[Stored data entries]
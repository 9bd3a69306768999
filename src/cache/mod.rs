//! The public cache handle.
//!
//! [`ResourceCache`] bundles the [`CacheStore`](crate::store::CacheStore)
//! and the request coordinator task. Handles are cheap to clone and share
//! one store; the coordinator stops once the last handle is dropped.
//!
//! Reads come in two flavours:
//!
//! - [`read`](ResourceCache::read) / [`read_relation`](ResourceCache::read_relation)
//!   are pure snapshots. Their [`Lookup::requests`] are left for the caller
//!   to [`submit`](ResourceCache::submit).
//! - [`get`](ResourceCache::get) / [`get_relation`](ResourceCache::get_relation)
//!   read and submit in one step, the way a rendering component registers
//!   interest in data.

mod builder;

pub use builder::ResourceCacheBuilder;

use std::pin::Pin;
use std::sync::Arc;

use futures_util::Stream;
use serde_json::Value;
use tokio::sync::{mpsc, watch};
use tokio_stream::wrappers::WatchStream;
use tracing::warn;

use crate::coordinator::{Command, Shared};
use crate::schema::Schema;
use crate::types::{EntityId, FetchRequest, Lookup};
use crate::{CacheError, Result};

/// Handle to a shared resource cache.
#[derive(Clone)]
pub struct ResourceCache {
    shared: Arc<Shared>,
    commands: mpsc::UnboundedSender<Command>,
}

impl ResourceCache {
    /// Create a new builder for configuring the cache.
    pub fn builder() -> ResourceCacheBuilder {
        ResourceCacheBuilder::new()
    }

    pub(crate) fn new(shared: Arc<Shared>, commands: mpsc::UnboundedSender<Command>) -> Self {
        Self { shared, commands }
    }

    pub fn schema(&self) -> Arc<Schema> {
        Arc::clone(self.shared.read().schema())
    }

    // ========================================================================
    // Snapshot reads
    // ========================================================================

    /// Snapshot of one entity; see [`CacheStore::read`](crate::store::CacheStore::read).
    pub fn read(&self, entity_type: &str, id: impl Into<EntityId>) -> Result<Lookup<Option<Value>>> {
        self.shared.read().read(entity_type, id)
    }

    /// Snapshot of a relation; see
    /// [`CacheStore::read_relation`](crate::store::CacheStore::read_relation).
    pub fn read_relation(
        &self,
        entity_type: &str,
        id: impl Into<EntityId>,
        relation: &str,
    ) -> Result<Lookup<Vec<Value>>> {
        self.shared.read().read_relation(entity_type, id, relation)
    }

    /// Queue fetch requests for the next request window.
    ///
    /// Fails only if the coordinator task is gone.
    pub fn submit(&self, requests: impl IntoIterator<Item = FetchRequest>) -> Result<()> {
        let requests: Vec<FetchRequest> = requests.into_iter().collect();
        if requests.is_empty() {
            return Ok(());
        }
        self.commands
            .send(Command::Submit(requests))
            .map_err(|_| CacheError::Closed)
    }

    // ========================================================================
    // Reads that register interest
    // ========================================================================

    /// Read an entity and submit whatever it needs fetched.
    ///
    /// Never fails for data-availability reasons: missing data is reported as
    /// [`Status::Loading`](crate::Status::Loading).
    pub fn get(&self, entity_type: &str, id: impl Into<EntityId>) -> Result<Lookup<Option<Value>>> {
        let lookup = self.read(entity_type, id)?;
        self.submit_quietly(&lookup.requests);
        Ok(lookup)
    }

    /// Read a relation and submit whatever it needs fetched.
    pub fn get_relation(
        &self,
        entity_type: &str,
        id: impl Into<EntityId>,
        relation: &str,
    ) -> Result<Lookup<Vec<Value>>> {
        let lookup = self.read_relation(entity_type, id, relation)?;
        self.submit_quietly(&lookup.requests);
        Ok(lookup)
    }

    fn submit_quietly(&self, requests: &[FetchRequest]) {
        if let Err(e) = self.submit(requests.iter().cloned()) {
            warn!(error = %e, "fetch requests not submitted");
        }
    }

    /// Wait until an entity is ready and return it.
    ///
    /// Re-reads after every store change. A fetch that keeps failing leaves
    /// this pending; bound it with `tokio::time::timeout`.
    pub async fn load(&self, entity_type: &str, id: impl Into<EntityId>) -> Result<Option<Value>> {
        let id = id.into();
        let mut changes = self.subscribe();
        loop {
            let lookup = self.get(entity_type, &id)?;
            if lookup.is_ready() {
                return Ok(lookup.value);
            }
            changes.changed().await.map_err(|_| CacheError::Closed)?;
        }
    }

    /// Wait until a relation and every entity it references are ready.
    pub async fn load_relation(
        &self,
        entity_type: &str,
        id: impl Into<EntityId>,
        relation: &str,
    ) -> Result<Vec<Value>> {
        let id = id.into();
        let mut changes = self.subscribe();
        loop {
            let lookup = self.get_relation(entity_type, &id, relation)?;
            if lookup.is_ready() {
                return Ok(lookup.value);
            }
            changes.changed().await.map_err(|_| CacheError::Closed)?;
        }
    }

    // ========================================================================
    // Direct writes
    // ========================================================================

    /// Seed entities directly, e.g. after a successful local mutation.
    ///
    /// Takes precedence over any fetch already in flight for the same ids.
    pub fn store_entities(
        &self,
        entity_type: &str,
        values: impl IntoIterator<Item = Value>,
    ) -> Result<usize> {
        self.shared.write(|store| store.store_entities(entity_type, values))
    }

    /// Seed a relation's id list and its referenced entities.
    pub fn store_relation(
        &self,
        entity_type: &str,
        id: impl Into<EntityId>,
        relation: &str,
        values: Vec<Value>,
    ) -> Result<()> {
        self.shared
            .write(|store| store.store_relation(entity_type, id, relation, values))
    }

    /// Mark an entity stale so the next read refreshes it.
    pub fn invalidate(&self, entity_type: &str, id: impl Into<EntityId>) -> Result<()> {
        self.shared.write(|store| store.invalidate(entity_type, id))
    }

    /// Mark a relation's id list stale so the next read refreshes it.
    pub fn invalidate_relation(
        &self,
        entity_type: &str,
        id: impl Into<EntityId>,
        relation: &str,
    ) -> Result<()> {
        self.shared
            .write(|store| store.invalidate_relation(entity_type, id, relation))
    }

    /// Drop every cached record.
    pub fn reset(&self) {
        self.shared.write(|store| store.reset());
    }

    // ========================================================================
    // Change notification
    // ========================================================================

    /// Receiver of the store's change generation, bumped on every mutation.
    pub fn subscribe(&self) -> watch::Receiver<u64> {
        self.shared.subscribe()
    }

    /// Stream of change generations, starting with the current one.
    pub fn changes(&self) -> Pin<Box<dyn Stream<Item = u64> + Send>> {
        Box::pin(WatchStream::new(self.subscribe()))
    }

    /// Current change generation.
    pub fn generation(&self) -> u64 {
        self.shared.generation()
    }
}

§ **TASK GOAL**: Copy out each line of the data exactly.

§ **TASK ANSWER**:
repository 9bd3a69306768999
filename src/cache/mod.rs
//! The public cache handle.
//!
//! [`ResourceCache`] bundles the [`CacheStore`](crate::store::CacheStore)
//! and the request coordinator task. Handles are cheap to clone and share
//! one store; the coordinator stops once the last handle is dropped.
//!
//! Reads come in two flavours:
//!
//! - [`read`](ResourceCache::read) / [`read_relation`](ResourceCache::read_relation)
//!   are pure snapshots. Their [`Lookup::requests`] are left for the caller
//!   to [`submit`](ResourceCache::submit).
//! - [`get`](ResourceCache::get) / [`get_relation`](ResourceCache::get_relation)
//!   read and submit in one step, the way a rendering component registers
//!   interest in data.

mod builder;

pub use builder::ResourceCacheBuilder;

use std::pin::Pin;
use std::sync::Arc;

use futures_util::Stream;
use serde_json::Value;
use tokio::sync::{mpsc, watch};
use tokio_stream::wrappers::WatchStream;
use tracing::warn;

use crate::coordinator::{Command, Shared};
use crate::schema::Schema;
use crate::types::{EntityId, FetchRequest, Lookup};
use crate::{CacheError, Result};

/// Handle to a shared resource cache.
#[derive(Clone)]
pub struct ResourceCache {
    shared: Arc<Shared>,
    commands: mpsc::UnboundedSender<Command>,
}

impl ResourceCache {
    /// Create a new builder for configuring the cache.
    pub fn builder() -> ResourceCacheBuilder {
        ResourceCacheBuilder::new()
    }

    pub(crate) fn new(shared: Arc<Shared>, commands: mpsc::UnboundedSender<Command>) -> Self {
        Self { shared, commands }
    }

    pub fn schema(&self) -> Arc<Schema> {
        Arc::clone(self.shared.read().schema())
    }

    // ========================================================================
    // Snapshot reads
    // ========================================================================

    /// Snapshot of one entity; see [`CacheStore::read`](crate::store::CacheStore::read).
    pub fn read(&self, entity_type: &str, id: impl Into<EntityId>) -> Result<Lookup<Option<Value>>> {
        self.shared.read().read(entity_type, id)
    }

    /// Snapshot of a relation; see
    /// [`CacheStore::read_relation`](crate::store::CacheStore::read_relation).
    pub fn read_relation(
        &self,
        entity_type: &str,
        id: impl Into<EntityId>,
        relation: &str,
    ) -> Result<Lookup<Vec<Value>>> {
        self.shared.read().read_relation(entity_type, id, relation)
    }

    /// Queue fetch requests for the next request window.
    ///
    /// Fails only if the coordinator task is gone.
    pub fn submit(&self, requests: impl IntoIterator<Item = FetchRequest>) -> Result<()> {
        let requests: Vec<FetchRequest> = requests.into_iter().collect();
        if requests.is_empty() {
            return Ok(());
        }
        self.commands
            .send(Command::Submit(requests))
            .map_err(|_| CacheError::Closed)
    }

    // ========================================================================
    // Reads that register interest
    // ========================================================================

    /// Read an entity and submit whatever it needs fetched.
    ///
    /// Never fails for data-availability reasons: missing data is reported as
    /// [`Status::Loading`](crate::Status::Loading).
    pub fn get(&self, entity_type: &str, id: impl Into<EntityId>) -> Result<Lookup<Option<Value>>> {
        let lookup = self.read(entity_type, id)?;
        self.submit_quietly(&lookup.requests);
        Ok(lookup)
    }

    /// Read a relation and submit whatever it needs fetched.
    pub fn get_relation(
        &self,
        entity_type: &str,
        id: impl Into<EntityId>,
        relation: &str,
    ) -> Result<Lookup<Vec<Value>>> {
        let lookup = self.read_relation(entity_type, id, relation)?;
        self.submit_quietly(&lookup.requests);
        Ok(lookup)
    }

    fn submit_quietly(&self, requests: &[FetchRequest]) {
        if let Err(e) = self.submit(requests.iter().cloned()) {
            warn!(error = %e, "fetch requests not submitted");
        }
    }

    /// Wait until an entity is ready and return it.
    ///
    /// Re-reads after every store change. A fetch that keeps failing leaves
    /// this pending; bound it with `tokio::time::timeout`.
    pub async fn load(&self, entity_type: &str, id: impl Into<EntityId>) -> Result<Option<Value>> {
        let id = id.into();
        let mut changes = self.subscribe();
        loop {
            let lookup = self.get(entity_type, &id)?;
            if lookup.is_ready() {
                return Ok(lookup.value);
            }
            changes.changed().await.map_err(|_| CacheError::Closed)?;
        }
    }

    /// Wait until a relation and every entity it references are ready.
    pub async fn load_relation(
        &self,
        entity_type: &str,
        id: impl Into<EntityId>,
        relation: &str,
    ) -> Result<Vec<Value>> {
        let id = id.into();
        let mut changes = self.subscribe();
        loop {
            let lookup = self.get_relation(entity_type, &id, relation)?;
            if lookup.is_ready() {
                return Ok(lookup.value);
            }
            changes.changed().await.map_err(|_| CacheError::Closed)?;
        }
    }

    // ========================================================================
    // Direct writes
    // ========================================================================

    /// Seed entities directly, e.g. after a successful local mutation.
    ///
    /// Takes precedence over any fetch already in flight for the same ids.
    pub fn store_entities(
        &self,
        entity_type: &str,
        values: impl IntoIterator<Item = Value>,
    ) -> Result<usize> {
        self.shared.write(|store| store.store_entities(entity_type, values))
    }

    /// Seed a relation's id list and its referenced entities.
    pub fn store_relation(
        &self,
        entity_type: &str,
        id: impl Into<EntityId>,
        relation: &str,
        values: Vec<Value>,
    ) -> Result<()> {
        self.shared
            .write(|store| store.store_relation(entity_type, id, relation, values))
    }

    /// Mark an entity stale so the next read refreshes it.
    pub fn invalidate(&self, entity_type: &str, id: impl Into<EntityId>) -> Result<()> {
        self.shared.write(|store| store.invalidate(entity_type, id))
    }

    /// Mark a relation's id list stale so the next read refreshes it.
    pub fn invalidate_relation(
        &self,
        entity_type: &str,
        id: impl Into<EntityId>,
        relation: &str,
    ) -> Result<()> {
        self.shared
            .write(|store| store.invalidate_relation(entity_type, id, relation))
    }

    /// Drop every cached record.
    pub fn reset(&self) {
        self.shared.write(|store| store.reset());
    }

    // ========================================================================
    // Change notification
    // ========================================================================

    /// Receiver of the store's change generation, bumped on every mutation.
    pub fn subscribe(&self) -> watch::Receiver<u64> {
        self.shared.subscribe()
    }

    /// Stream of change generations, starting with the current one.
    pub fn changes(&self) -> Pin<Box<dyn Stream<Item = u64> + Send>> {
        Box::pin(WatchStream::new(self.subscribe()))
    }

    /// Current change generation.
    pub fn generation(&self) -> u64 {
        self.shared.generation()
    }
}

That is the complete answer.